Die Tatsache, dass Design unweigerlich in gesellschaftliche Prozesse eingreift, impliziert, dass es bewusst oder unbewusst dazu beiträgt, tradierte Wege, Werte und Normen aufrechtzuerhalten oder aber zu überdenken und zu revidieren. Letzteres tut es insbesondere auch dann, wenn es unbehaglich daherkommt, Empörung verursacht, Identitäten und vermeintliche Wahrheiten in Frage stellt, und eben genau nicht die bestehenden Regeln und Bedingungen festigt, sondern ins Wanken bringt. Unbehaglichkeit ließe sich in diesem Sinne als Qualität auffassen, die produktiv ist.
Unbehagen als Forschungsobjekt und Mittel der Gestaltung
Unbehagen lässt sich also auch als Gestaltungsmotor begreifen. Die Auseinandersetzung mit Unbehagen kann wichtige Impulse für Forschung und Gestaltung geben, da es ein Signal oder Anzeichen für potenzielle Probleme, Schwächen oder Bedenken in einem System, Produkt oder einer Idee sein kann. Indem wir uns bewusst mit dem Unbehagen auseinandersetzen, können wir tiefergehende Fragen stellen, neue Perspektiven einnehmen und uns stärker auf potenzielle Risiken oder unerwünschte Auswirkungen konzentrieren. Dieses Unbehagen kann als Katalysator dienen, um kritisch zu reflektieren, was verbessert oder neu gestaltet werden muss.

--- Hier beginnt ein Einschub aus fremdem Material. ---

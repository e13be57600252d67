//! Dependency graph queries over task documents.
//!
//! Edges point from a task to the tasks it depends on. The graph is read
//! from disk lazily through a lookup closure so only the reachable part of a
//! large team is loaded.

use super::model::{Task, TaskStatus};
use crate::error::Result;
use std::collections::{HashMap, HashSet, VecDeque};

/// Whether adding the edge `from -> to` would close a cycle.
///
/// Searches breadth-first from `to` along existing edges (via `deps_of`) and
/// the edges in `pending`, which were accepted earlier in the same batch but
/// are not on disk yet. A cycle exists iff `from` is reachable.
pub fn closes_cycle<F>(from: &str, to: &str, pending: &[(String, String)], mut deps_of: F) -> Result<bool>
where
    F: FnMut(&str) -> Result<Vec<String>>,
{
    if from == to {
        return Ok(true);
    }

    let mut visited: HashSet<String> = HashSet::new();
    let mut queue: VecDeque<String> = VecDeque::new();
    visited.insert(to.to_string());
    queue.push_back(to.to_string());

    while let Some(current) = queue.pop_front() {
        let mut next = deps_of(&current)?;
        next.extend(
            pending
                .iter()
                .filter(|(source, _)| source == &current)
                .map(|(_, target)| target.clone()),
        );

        for dep in next {
            if dep == from {
                return Ok(true);
            }
            if visited.insert(dep.clone()) {
                queue.push_back(dep);
            }
        }
    }
    Ok(false)
}

/// Dependencies of `task` that are not completed, in declaration order.
///
/// `status_of` returns `None` for a dependency that no longer exists; such
/// dependencies count as unmet.
pub fn unmet_dependencies<F>(task: &Task, mut status_of: F) -> Result<Vec<String>>
where
    F: FnMut(&str) -> Result<Option<TaskStatus>>,
{
    let mut unmet = Vec::new();
    for dep in &task.dependencies {
        if status_of(dep)? != Some(TaskStatus::Completed) {
            unmet.push(dep.clone());
        }
    }
    Ok(unmet)
}

/// Tasks that list `completed_id` as a dependency and have no other
/// incomplete dependencies. Completed tasks are never reported.
pub fn newly_unblocked<'a>(completed_id: &str, tasks: &'a [Task]) -> Vec<&'a Task> {
    let status: HashMap<&str, TaskStatus> =
        tasks.iter().map(|t| (t.id.as_str(), t.status)).collect();

    tasks
        .iter()
        .filter(|t| t.id != completed_id && t.status != TaskStatus::Completed)
        .filter(|t| t.dependencies.iter().any(|d| d == completed_id))
        .filter(|t| {
            t.dependencies
                .iter()
                .all(|d| d == completed_id || status.get(d.as_str()) == Some(&TaskStatus::Completed))
        })
        .collect()
}

/// Pending tasks whose dependencies are all completed, best candidate first:
/// priority rank, then creation time, then id.
pub fn unblocked_pending(tasks: Vec<Task>) -> Vec<Task> {
    let status: HashMap<String, TaskStatus> =
        tasks.iter().map(|t| (t.id.clone(), t.status)).collect();

    let mut ready: Vec<Task> = tasks
        .into_iter()
        .filter(|t| t.status == TaskStatus::Pending)
        .filter(|t| {
            t.dependencies
                .iter()
                .all(|d| status.get(d) == Some(&TaskStatus::Completed))
        })
        .collect();

    ready.sort_by(|a, b| {
        a.priority
            .rank()
            .cmp(&b.priority.rank())
            .then(a.created_at.cmp(&b.created_at))
            .then_with(|| a.id.cmp(&b.id))
    });
    ready
}

#[cfg(test)]
mod tests {
    use super::*;
    use crate::task::model::Priority;
    use chrono::{Duration, Utc};

    fn task(id: &str, status: TaskStatus, deps: &[&str]) -> Task {
        let now = Utc::now();
        Task {
            id: id.to_string(),
            title: format!("Task {}", id),
            description: String::new(),
            priority: Priority::Medium,
            status,
            dependencies: deps.iter().map(|d| d.to_string()).collect(),
            blocks: Vec::new(),
            owner: None,
            warning: None,
            created_at: now,
            updated_at: now,
            started_at: None,
            completed_at: (status == TaskStatus::Completed).then_some(now),
        }
    }

    fn lookup(tasks: &[Task]) -> impl FnMut(&str) -> Result<Vec<String>> + '_ {
        move |id| {
            Ok(tasks
                .iter()
                .find(|t| t.id == id)
                .map(|t| t.dependencies.clone())
                .unwrap_or_default())
        }
    }

    #[test]
    fn test_closes_cycle_detects_transitive_cycle() {
        // a -> b -> c; adding c -> a closes the loop.
        let tasks = vec![
            task("a", TaskStatus::Pending, &["b"]),
            task("b", TaskStatus::Pending, &["c"]),
            task("c", TaskStatus::Pending, &[]),
        ];

        assert!(closes_cycle("c", "a", &[], lookup(&tasks)).unwrap());
        assert!(!closes_cycle("a", "c", &[], lookup(&tasks)).unwrap());
        assert!(closes_cycle("a", "a", &[], lookup(&tasks)).unwrap());
    }

    #[test]
    fn test_closes_cycle_sees_pending_batch_edges() {
        let tasks = vec![
            task("a", TaskStatus::Pending, &[]),
            task("b", TaskStatus::Pending, &[]),
            task("c", TaskStatus::Pending, &[]),
        ];
        // Earlier in the batch: c -> a and b -> c were accepted.
        let pending = vec![
            ("c".to_string(), "a".to_string()),
            ("b".to_string(), "c".to_string()),
        ];

        assert!(closes_cycle("a", "b", &pending, lookup(&tasks)).unwrap());
        assert!(!closes_cycle("a", "b", &[], lookup(&tasks)).unwrap());
    }

    #[test]
    fn test_unmet_dependencies_counts_missing_as_unmet() {
        let t = task("x", TaskStatus::Pending, &["done", "open", "gone"]);
        let unmet = unmet_dependencies(&t, |id| {
            Ok(match id {
                "done" => Some(TaskStatus::Completed),
                "open" => Some(TaskStatus::InProgress),
                _ => None,
            })
        })
        .unwrap();

        assert_eq!(unmet, vec!["open", "gone"]);
    }

    #[test]
    fn test_newly_unblocked_skips_tasks_blocked_elsewhere() {
        let tasks = vec![
            task("a", TaskStatus::Completed, &[]),
            task("b", TaskStatus::Pending, &[]),
            task("c", TaskStatus::Pending, &["a"]),
            task("d", TaskStatus::Pending, &["a", "b"]),
            task("e", TaskStatus::Completed, &["a"]),
        ];

        let ids: Vec<&str> = newly_unblocked("a", &tasks).iter().map(|t| t.id.as_str()).collect();
        assert_eq!(ids, vec!["c"]);
    }

    #[test]
    fn test_unblocked_pending_ordering() {
        let base = Utc::now();
        let mut low = task("low", TaskStatus::Pending, &[]);
        low.priority = Priority::Low;
        let mut high_late = task("high-late", TaskStatus::Pending, &[]);
        high_late.priority = Priority::High;
        high_late.created_at = base + Duration::seconds(10);
        let mut high_early = task("high-early", TaskStatus::Pending, &[]);
        high_early.priority = Priority::High;
        high_early.created_at = base;
        let blocked = task("blocked", TaskStatus::Pending, &["low"]);
        let claimed = task("claimed", TaskStatus::InProgress, &[]);

        let ready = unblocked_pending(vec![low, high_late, blocked, claimed, high_early]);
        let ids: Vec<&str> = ready.iter().map(|t| t.id.as_str()).collect();
        assert_eq!(ids, vec!["high-early", "high-late", "low"]);
    }
}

Unbehagen kann aber auch bewusst als gestalterisches Mittel eingesetzt werden, etwa um emotionale Reaktionen hervorzurufen, die zur Reflexion anregen. Durch gezielte Provokation von Reaktionsmustern der Unbehaglichkeit (auf Rezipient:innenseite) können Designer:innen bewusst Spannungen erzeugen. Unter Umständen führt dies dazu, dass Menschen aus dem Erfahrungswissen des Unbequemen heraus, sich dadurch motiviert fühlen, alternative Sichtweisen in Erwägung zu ziehen oder anders zu handeln.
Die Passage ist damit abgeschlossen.